Titanic cover-up? Documentary says fire in luxury liner's boiler room enabled iceberg to crack hull

Titanic cover-up? Documentary says fire in luxury liner's boiler room enabled iceberg to crack hull
Fire had been raging in the Titanic’s boiler room even before it left Southampton for New York, weakening the liner’s hull and turning a collision with an iceberg into the infamous disaster, a new British documentary claims.

The official investigation, carried shortly after the Titanic sank on April 15, 1912, cited the crash with an iceberg as the ultimate reason for the loss of the world’s largest vessel at the time.

But journalist Senan Molony has challenged the conclusions of the British Wreck Commissioner’s inquiry in a new documentary, entitled “Titanic: The New Evidence,” which aired on Saturday on the UK’s Channel 4.
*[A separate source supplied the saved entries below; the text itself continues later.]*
use super::{HandlerList, Instruction};

/// Partition of a method body into basic blocks
///
/// A block starts at the first instruction, at every branch or handler target, after every
/// instruction that branches or doesn't fall through, and wherever the covering handlers change.
#[derive(Debug, Clone, PartialEq, Eq)]
pub struct BasicBlocks {
    starts: Vec<bool>,
    targets: Vec<bool>,
    handler_entries: Vec<bool>,
}

impl BasicBlocks {
    pub fn is_block_start(&self, index: usize) -> bool {
        self.starts.get(index).copied().unwrap_or(false)
    }

    /// Can control arrive at the instruction other than by falling through from its predecessor?
    pub fn is_jump_target(&self, index: usize) -> bool {
        index == 0 || self.targets.get(index).copied().unwrap_or(false)
    }

    /// Is the instruction the first one of an exception handler?
    pub fn is_handler_entry(&self, index: usize) -> bool {
        self.handler_entries.get(index).copied().unwrap_or(false)
    }

    /// Are all the instructions from `from` to `until` (inclusive) in one block?
    pub fn same_block(&self, from: usize, until: usize) -> bool {
        from <= until && until < self.starts.len() && !self.starts[from + 1..=until].contains(&true)
    }

    /// Indices of the first instruction in each block
    pub fn block_starts(&self) -> impl Iterator<Item = usize> + '_ {
        self.starts
            .iter()
            .enumerate()
            .filter(|(_, start)| **start)
            .map(|(idx, _)| idx)
    }
}

pub fn compute_basic_blocks(instructions: &[Instruction], handlers: &[HandlerList]) -> BasicBlocks {
    let len = instructions.len();
    let mut starts = vec![false; len];
    let mut targets = vec![false; len];
    let mut handler_entries = vec![false; len];
    if len > 0 {
        starts[0] = true;
    }

    for (idx, insn) in instructions.iter().enumerate() {
        let branch_targets = insn.branch_targets();
        for target in branch_targets {
            starts[*target] = true;
            targets[*target] = true;
        }
        if let Some(list) = handlers.get(idx) {
            for handler in list.iter() {
                starts[handler.target] = true;
                targets[handler.target] = true;
                handler_entries[handler.target] = true;
            }
        }
        if idx + 1 < len {
            let handlers_change = handlers.get(idx) != handlers.get(idx + 1);
            if !branch_targets.is_empty() || !insn.is_fall_through() || handlers_change {
                starts[idx + 1] = true;
            }
        }
    }

    BasicBlocks {
        starts,
        targets,
        handler_entries,
    }
}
“The official Titanic inquiry branded it [the sinking] as an act of God. This isn’t a simple story of colliding with an iceberg and sinking. It’s a perfect storm of extraordinary factors coming together: fire, ice and criminal negligence,” Molony told The Times.

He said that the temperatures of up to 1,000 degrees Celsius weakened the ship’s hull and made it unable to withstand the collision with an iceberg that hit directly into the weak spot.

The journalist believes that the collision would not otherwise have led to such catastrophic results for Titanic, which was claimed to be “unsinkable.”

According to Molony, who has been researching the naval tragedy for 30 years, the blaze had been raging in the boiler room ever since the vessel left the shipyard in Belfast.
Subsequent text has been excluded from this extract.